Data records:
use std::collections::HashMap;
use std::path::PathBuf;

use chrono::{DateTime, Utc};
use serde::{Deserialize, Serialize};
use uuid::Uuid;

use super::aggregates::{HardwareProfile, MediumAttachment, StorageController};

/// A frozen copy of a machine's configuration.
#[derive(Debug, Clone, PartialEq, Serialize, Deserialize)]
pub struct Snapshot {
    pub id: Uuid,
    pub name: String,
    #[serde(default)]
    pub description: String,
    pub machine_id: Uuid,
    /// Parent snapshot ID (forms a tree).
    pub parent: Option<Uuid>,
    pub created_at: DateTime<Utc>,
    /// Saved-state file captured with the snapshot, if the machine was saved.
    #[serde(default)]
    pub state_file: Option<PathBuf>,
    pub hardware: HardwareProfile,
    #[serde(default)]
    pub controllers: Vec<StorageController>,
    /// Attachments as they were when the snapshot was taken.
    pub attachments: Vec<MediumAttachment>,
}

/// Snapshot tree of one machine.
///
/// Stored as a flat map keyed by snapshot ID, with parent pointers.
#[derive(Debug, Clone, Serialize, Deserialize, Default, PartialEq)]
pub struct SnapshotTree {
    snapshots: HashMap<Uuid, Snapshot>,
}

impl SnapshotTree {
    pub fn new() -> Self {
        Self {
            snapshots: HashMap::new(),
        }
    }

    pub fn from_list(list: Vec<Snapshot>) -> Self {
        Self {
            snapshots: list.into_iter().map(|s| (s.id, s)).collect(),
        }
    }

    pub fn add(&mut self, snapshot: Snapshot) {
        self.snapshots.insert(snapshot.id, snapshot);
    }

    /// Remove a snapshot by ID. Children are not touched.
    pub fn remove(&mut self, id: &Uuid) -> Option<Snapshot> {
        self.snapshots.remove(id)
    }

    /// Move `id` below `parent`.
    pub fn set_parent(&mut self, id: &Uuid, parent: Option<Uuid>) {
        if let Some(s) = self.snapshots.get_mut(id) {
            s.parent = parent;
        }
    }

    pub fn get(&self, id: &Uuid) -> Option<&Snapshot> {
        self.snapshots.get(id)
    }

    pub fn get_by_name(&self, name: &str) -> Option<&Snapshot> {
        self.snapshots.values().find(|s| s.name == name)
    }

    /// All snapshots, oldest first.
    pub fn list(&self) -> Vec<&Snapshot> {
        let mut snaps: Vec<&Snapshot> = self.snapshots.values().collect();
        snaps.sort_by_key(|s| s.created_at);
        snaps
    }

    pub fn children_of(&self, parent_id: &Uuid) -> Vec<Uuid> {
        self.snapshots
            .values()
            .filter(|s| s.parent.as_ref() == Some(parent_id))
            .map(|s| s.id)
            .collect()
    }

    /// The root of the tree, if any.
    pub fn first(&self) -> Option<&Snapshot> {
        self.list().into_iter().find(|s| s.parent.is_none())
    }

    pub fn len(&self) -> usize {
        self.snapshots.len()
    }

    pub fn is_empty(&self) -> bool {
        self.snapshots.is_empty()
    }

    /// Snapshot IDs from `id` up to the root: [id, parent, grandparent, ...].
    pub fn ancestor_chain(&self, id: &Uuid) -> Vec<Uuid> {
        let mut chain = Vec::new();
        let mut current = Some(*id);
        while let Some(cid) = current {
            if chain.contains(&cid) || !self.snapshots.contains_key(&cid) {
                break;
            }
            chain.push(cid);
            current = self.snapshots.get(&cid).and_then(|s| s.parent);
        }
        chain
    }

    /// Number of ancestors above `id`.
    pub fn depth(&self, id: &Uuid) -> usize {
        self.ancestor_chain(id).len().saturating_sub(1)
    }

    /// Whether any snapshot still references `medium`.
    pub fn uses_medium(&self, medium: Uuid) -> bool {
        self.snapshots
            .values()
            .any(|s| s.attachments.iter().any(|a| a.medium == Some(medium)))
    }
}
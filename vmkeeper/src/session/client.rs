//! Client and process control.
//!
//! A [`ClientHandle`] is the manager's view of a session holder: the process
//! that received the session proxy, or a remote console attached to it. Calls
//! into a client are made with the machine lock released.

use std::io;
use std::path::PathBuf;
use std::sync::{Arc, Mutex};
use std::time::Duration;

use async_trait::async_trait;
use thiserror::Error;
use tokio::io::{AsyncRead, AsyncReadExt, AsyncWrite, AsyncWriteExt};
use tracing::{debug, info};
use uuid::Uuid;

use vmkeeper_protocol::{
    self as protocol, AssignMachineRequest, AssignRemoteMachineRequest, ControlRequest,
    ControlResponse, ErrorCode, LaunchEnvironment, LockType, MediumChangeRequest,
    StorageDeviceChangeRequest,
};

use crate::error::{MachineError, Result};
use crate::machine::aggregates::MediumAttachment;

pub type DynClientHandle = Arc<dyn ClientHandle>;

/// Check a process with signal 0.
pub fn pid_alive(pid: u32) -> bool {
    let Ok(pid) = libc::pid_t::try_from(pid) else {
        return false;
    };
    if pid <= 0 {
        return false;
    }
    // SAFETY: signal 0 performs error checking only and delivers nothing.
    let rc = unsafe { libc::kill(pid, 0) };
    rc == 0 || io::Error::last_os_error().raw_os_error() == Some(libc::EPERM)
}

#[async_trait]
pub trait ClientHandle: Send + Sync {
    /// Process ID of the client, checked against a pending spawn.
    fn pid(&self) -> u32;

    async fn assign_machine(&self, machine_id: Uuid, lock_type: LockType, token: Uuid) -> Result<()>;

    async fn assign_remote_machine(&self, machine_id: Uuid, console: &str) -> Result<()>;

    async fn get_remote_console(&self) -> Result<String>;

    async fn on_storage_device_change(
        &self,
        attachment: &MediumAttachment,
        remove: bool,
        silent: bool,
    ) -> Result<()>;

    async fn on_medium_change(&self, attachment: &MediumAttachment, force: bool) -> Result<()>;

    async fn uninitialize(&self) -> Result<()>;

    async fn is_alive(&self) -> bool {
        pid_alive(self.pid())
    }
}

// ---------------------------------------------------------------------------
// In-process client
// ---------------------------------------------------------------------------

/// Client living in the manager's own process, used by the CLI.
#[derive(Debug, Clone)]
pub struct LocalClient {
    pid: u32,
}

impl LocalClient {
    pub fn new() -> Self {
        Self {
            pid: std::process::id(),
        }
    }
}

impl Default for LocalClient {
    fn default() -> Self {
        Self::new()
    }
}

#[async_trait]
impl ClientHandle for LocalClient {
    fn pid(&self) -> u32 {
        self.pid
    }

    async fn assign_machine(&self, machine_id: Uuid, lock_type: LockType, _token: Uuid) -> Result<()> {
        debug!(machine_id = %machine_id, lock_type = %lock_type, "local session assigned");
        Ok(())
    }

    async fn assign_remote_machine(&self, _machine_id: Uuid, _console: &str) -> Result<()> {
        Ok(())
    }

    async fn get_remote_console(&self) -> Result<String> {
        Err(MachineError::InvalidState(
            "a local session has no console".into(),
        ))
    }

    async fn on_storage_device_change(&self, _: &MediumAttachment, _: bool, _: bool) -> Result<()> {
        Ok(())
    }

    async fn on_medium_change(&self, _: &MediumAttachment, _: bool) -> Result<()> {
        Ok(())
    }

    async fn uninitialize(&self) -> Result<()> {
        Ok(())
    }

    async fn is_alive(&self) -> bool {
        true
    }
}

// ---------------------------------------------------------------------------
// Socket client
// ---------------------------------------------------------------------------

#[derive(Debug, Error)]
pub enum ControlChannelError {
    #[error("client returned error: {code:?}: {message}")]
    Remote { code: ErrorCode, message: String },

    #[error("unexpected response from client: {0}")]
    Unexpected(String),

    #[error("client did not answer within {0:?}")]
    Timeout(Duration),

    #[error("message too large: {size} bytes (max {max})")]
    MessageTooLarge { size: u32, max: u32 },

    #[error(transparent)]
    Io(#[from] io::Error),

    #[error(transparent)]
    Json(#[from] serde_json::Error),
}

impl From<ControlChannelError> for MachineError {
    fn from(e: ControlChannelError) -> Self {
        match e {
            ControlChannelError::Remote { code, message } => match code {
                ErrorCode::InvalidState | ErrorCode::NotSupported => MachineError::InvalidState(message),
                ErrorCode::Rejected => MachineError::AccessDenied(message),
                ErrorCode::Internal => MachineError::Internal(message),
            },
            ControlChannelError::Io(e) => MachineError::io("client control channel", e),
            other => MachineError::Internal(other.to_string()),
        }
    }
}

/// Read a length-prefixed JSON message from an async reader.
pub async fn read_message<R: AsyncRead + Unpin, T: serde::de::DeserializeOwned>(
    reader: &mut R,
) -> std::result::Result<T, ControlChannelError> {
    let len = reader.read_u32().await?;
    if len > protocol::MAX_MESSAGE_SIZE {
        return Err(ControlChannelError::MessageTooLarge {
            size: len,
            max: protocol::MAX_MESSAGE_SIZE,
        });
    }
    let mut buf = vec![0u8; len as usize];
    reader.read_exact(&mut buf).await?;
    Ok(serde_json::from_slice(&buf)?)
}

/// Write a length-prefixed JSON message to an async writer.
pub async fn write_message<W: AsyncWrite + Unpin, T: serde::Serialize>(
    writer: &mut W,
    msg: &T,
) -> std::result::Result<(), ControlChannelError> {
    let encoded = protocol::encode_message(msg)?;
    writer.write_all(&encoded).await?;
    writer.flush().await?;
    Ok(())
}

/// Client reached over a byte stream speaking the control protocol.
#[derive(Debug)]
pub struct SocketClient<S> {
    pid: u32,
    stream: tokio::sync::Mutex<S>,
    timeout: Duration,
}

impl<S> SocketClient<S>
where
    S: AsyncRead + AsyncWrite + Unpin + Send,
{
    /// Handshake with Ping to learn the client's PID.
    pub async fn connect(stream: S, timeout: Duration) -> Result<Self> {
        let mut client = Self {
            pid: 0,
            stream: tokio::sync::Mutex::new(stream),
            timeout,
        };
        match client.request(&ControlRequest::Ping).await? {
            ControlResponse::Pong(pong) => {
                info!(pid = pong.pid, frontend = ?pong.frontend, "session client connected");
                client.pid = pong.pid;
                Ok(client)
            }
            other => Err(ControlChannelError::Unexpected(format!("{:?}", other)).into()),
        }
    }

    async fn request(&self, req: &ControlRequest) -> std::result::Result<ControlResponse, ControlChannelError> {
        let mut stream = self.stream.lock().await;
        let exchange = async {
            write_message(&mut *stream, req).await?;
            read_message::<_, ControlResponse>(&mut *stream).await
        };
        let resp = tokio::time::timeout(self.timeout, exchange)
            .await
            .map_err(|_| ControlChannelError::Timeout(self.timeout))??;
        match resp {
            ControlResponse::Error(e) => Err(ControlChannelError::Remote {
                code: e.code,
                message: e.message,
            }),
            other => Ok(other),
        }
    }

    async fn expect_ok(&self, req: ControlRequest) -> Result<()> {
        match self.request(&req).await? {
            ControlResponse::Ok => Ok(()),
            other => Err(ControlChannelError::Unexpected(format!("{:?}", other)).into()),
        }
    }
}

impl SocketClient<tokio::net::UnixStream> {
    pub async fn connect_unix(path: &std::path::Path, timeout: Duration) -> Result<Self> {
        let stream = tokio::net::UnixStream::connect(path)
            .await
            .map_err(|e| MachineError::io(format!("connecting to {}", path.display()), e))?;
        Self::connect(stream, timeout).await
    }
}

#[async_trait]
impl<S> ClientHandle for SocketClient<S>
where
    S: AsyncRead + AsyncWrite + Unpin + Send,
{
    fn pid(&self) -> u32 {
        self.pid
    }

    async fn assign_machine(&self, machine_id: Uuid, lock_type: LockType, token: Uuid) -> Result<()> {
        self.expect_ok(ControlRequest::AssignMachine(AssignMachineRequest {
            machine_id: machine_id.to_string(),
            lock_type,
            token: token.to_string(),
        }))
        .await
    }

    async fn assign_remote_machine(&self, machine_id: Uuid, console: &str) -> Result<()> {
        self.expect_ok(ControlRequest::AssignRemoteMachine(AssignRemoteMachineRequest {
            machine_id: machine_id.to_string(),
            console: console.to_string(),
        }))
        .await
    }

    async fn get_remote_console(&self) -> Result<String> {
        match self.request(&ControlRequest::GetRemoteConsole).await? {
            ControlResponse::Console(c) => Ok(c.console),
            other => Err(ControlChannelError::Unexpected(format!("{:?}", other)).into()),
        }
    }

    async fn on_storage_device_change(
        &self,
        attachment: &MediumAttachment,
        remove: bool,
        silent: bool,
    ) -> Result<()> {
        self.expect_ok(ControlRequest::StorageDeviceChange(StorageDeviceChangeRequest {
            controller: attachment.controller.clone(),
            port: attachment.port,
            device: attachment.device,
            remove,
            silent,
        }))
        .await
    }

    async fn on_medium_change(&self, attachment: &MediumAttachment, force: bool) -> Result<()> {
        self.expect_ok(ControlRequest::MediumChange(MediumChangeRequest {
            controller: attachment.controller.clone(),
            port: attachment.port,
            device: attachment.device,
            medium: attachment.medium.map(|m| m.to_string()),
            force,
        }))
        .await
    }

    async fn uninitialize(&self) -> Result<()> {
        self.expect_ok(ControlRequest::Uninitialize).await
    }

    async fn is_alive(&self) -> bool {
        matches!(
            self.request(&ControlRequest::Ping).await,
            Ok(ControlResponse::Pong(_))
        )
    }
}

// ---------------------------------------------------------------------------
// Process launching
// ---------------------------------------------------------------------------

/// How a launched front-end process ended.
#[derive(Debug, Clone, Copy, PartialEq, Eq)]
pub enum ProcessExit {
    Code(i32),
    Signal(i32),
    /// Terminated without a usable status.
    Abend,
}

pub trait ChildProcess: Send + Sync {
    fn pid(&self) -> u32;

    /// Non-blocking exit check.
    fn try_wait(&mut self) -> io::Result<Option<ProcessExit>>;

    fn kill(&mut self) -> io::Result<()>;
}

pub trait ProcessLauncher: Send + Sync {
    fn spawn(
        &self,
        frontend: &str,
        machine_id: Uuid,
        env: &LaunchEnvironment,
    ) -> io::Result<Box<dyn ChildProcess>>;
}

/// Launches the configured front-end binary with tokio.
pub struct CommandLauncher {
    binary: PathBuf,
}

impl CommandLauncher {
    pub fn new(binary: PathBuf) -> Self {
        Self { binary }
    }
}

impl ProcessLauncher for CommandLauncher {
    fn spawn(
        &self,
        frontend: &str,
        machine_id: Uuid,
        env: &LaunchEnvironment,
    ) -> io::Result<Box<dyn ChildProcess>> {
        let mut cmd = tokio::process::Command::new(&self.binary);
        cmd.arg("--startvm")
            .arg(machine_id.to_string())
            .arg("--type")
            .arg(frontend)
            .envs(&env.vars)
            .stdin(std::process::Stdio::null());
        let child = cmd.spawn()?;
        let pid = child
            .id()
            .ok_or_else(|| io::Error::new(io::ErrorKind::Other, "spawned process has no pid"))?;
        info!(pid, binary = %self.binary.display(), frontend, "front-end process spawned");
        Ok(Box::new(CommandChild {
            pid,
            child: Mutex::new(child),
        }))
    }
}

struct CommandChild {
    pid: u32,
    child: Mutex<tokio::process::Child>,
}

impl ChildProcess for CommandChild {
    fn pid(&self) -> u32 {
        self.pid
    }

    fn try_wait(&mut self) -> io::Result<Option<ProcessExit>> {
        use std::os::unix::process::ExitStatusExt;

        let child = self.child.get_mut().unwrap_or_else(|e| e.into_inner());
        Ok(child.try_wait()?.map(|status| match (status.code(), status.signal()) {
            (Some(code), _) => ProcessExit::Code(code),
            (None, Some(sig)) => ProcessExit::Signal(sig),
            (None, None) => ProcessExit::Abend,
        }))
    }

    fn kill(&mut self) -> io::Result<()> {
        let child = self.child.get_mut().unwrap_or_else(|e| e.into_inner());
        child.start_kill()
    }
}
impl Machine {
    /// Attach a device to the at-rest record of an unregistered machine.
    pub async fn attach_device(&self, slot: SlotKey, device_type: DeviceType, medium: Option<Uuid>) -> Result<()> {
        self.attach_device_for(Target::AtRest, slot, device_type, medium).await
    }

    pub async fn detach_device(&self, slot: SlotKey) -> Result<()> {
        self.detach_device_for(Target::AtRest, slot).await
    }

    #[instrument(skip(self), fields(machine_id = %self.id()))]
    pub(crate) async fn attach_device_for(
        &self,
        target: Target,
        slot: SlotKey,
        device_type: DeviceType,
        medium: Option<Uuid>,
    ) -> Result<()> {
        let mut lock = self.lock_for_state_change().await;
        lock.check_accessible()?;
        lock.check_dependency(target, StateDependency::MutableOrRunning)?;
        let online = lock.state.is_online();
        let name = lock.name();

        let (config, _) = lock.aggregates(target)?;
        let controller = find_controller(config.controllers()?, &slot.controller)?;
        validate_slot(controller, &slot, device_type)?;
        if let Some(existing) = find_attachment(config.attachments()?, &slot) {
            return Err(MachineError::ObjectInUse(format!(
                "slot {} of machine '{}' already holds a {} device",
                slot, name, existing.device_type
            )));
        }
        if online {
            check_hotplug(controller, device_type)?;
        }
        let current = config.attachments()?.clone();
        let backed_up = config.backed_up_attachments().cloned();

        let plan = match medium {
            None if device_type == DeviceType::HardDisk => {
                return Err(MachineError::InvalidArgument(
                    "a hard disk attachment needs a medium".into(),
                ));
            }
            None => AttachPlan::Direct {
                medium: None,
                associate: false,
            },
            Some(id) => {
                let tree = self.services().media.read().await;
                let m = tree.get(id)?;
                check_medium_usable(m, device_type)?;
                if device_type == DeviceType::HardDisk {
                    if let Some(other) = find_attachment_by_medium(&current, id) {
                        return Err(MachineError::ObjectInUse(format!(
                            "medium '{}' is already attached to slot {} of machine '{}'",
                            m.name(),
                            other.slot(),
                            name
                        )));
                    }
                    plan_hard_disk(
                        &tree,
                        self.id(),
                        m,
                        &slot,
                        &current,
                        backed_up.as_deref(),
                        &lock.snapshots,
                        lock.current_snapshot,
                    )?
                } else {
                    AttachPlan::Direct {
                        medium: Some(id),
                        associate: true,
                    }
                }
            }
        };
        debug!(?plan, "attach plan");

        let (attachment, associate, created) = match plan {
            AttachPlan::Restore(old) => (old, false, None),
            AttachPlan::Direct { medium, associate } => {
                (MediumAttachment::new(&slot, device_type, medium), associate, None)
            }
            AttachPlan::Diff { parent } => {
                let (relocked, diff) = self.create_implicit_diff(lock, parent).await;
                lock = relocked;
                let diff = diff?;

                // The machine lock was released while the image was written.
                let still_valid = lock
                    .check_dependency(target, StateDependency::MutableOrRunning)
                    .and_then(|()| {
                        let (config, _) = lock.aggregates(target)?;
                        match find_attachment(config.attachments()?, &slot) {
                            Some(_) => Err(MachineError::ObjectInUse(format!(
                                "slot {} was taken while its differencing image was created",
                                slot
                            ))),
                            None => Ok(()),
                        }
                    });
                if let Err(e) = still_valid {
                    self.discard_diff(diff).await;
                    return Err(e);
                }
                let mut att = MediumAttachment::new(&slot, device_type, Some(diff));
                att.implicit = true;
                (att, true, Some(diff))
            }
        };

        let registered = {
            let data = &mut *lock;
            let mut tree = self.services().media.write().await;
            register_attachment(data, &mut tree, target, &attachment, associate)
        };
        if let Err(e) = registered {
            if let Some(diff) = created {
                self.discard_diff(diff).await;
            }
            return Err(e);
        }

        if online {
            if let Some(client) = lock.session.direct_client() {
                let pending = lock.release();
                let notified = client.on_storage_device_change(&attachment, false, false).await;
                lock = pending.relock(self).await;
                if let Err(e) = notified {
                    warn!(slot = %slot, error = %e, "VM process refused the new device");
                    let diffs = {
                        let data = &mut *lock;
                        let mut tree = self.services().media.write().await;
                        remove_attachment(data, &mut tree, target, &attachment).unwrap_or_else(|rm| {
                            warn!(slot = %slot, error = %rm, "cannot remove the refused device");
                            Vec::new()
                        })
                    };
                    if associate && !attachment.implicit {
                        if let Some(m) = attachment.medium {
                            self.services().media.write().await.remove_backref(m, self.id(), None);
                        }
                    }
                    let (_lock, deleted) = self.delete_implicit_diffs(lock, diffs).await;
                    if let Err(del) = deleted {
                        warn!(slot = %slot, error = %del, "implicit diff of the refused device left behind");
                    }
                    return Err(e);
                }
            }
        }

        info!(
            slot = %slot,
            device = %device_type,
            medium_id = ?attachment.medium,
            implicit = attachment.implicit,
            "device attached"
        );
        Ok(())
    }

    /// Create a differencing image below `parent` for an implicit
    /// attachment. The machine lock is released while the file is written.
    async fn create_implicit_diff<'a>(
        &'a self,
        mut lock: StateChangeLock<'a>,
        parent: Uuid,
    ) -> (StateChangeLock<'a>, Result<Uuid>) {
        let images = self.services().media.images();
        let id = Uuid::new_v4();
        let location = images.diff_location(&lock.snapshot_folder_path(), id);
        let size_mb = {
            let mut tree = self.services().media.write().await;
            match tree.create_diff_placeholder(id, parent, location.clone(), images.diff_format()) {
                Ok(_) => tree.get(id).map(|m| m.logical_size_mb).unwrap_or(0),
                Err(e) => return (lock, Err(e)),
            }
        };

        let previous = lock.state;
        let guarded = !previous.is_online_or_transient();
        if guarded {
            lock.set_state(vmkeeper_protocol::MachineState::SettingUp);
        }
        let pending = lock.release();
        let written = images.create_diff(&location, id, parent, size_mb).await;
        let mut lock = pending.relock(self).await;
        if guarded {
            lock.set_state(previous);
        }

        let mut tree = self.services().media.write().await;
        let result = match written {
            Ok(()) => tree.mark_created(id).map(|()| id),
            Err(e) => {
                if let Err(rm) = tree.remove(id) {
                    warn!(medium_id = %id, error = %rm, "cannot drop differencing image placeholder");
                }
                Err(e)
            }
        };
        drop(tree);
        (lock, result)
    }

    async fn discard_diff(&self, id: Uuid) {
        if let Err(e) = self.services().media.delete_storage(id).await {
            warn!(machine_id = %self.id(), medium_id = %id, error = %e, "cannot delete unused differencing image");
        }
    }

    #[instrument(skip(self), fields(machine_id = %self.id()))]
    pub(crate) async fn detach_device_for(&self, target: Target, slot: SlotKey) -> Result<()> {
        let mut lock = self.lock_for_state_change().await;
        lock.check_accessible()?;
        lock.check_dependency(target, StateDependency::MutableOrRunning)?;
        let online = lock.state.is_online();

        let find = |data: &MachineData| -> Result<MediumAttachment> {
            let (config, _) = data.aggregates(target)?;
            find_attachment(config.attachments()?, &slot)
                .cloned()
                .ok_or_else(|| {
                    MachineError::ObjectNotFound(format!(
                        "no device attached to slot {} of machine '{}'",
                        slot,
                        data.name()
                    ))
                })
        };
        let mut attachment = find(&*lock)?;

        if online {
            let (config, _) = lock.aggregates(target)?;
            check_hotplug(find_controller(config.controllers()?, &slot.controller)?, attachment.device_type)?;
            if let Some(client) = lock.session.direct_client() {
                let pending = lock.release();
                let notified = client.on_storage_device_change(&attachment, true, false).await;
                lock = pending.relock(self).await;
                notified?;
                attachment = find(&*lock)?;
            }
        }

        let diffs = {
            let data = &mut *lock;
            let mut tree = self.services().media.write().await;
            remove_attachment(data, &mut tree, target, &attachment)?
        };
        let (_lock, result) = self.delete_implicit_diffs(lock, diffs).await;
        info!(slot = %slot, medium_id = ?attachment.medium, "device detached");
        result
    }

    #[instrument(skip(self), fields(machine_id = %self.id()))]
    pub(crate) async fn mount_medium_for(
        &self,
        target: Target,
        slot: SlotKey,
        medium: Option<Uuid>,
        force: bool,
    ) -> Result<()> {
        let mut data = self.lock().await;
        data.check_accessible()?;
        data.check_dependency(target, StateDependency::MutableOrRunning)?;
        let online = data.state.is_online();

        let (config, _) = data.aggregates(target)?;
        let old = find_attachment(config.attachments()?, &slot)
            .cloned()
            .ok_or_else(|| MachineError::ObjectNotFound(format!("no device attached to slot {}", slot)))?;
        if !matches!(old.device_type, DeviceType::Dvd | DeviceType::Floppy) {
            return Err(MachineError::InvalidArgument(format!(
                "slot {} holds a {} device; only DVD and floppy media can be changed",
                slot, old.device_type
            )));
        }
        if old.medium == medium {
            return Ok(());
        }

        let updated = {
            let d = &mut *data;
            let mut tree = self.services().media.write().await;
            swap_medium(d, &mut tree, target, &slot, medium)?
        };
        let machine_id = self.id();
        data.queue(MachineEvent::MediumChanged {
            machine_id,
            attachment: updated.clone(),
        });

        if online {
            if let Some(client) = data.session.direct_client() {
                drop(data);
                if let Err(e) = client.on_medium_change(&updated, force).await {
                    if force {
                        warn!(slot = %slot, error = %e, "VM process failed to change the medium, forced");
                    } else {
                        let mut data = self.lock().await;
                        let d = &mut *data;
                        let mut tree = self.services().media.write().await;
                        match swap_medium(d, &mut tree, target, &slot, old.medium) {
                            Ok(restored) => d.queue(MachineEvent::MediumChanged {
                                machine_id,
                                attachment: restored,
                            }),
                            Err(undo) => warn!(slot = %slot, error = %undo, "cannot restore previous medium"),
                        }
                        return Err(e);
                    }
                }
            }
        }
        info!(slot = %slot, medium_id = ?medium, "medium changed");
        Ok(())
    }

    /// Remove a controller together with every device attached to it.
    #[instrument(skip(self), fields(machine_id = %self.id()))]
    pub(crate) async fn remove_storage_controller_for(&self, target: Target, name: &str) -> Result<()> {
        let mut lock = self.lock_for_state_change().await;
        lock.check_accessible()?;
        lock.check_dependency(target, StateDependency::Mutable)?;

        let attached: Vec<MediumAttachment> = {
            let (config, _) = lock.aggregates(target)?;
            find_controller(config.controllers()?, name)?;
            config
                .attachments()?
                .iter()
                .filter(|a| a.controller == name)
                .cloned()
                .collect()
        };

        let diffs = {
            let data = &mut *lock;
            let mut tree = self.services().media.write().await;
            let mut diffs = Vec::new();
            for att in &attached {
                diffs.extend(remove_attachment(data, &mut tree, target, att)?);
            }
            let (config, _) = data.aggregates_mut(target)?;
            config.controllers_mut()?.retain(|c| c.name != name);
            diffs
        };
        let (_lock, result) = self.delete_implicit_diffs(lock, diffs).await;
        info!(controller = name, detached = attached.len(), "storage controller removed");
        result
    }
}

Exercise prompt:
Output the lines of the records above exactly as they appear, from the line containing "let rc = unsafe" through the line containing "console: &str) -> Result<()>;".

Result for this exercise:
    let rc = unsafe { libc::kill(pid, 0) };
    rc == 0 || io::Error::last_os_error().raw_os_error() == Some(libc::EPERM)
}

#[async_trait]
pub trait ClientHandle: Send + Sync {
    /// Process ID of the client, checked against a pending spawn.
    fn pid(&self) -> u32;

    async fn assign_machine(&self, machine_id: Uuid, lock_type: LockType, token: Uuid) -> Result<()>;

    async fn assign_remote_machine(&self, machine_id: Uuid, console: &str) -> Result<()>;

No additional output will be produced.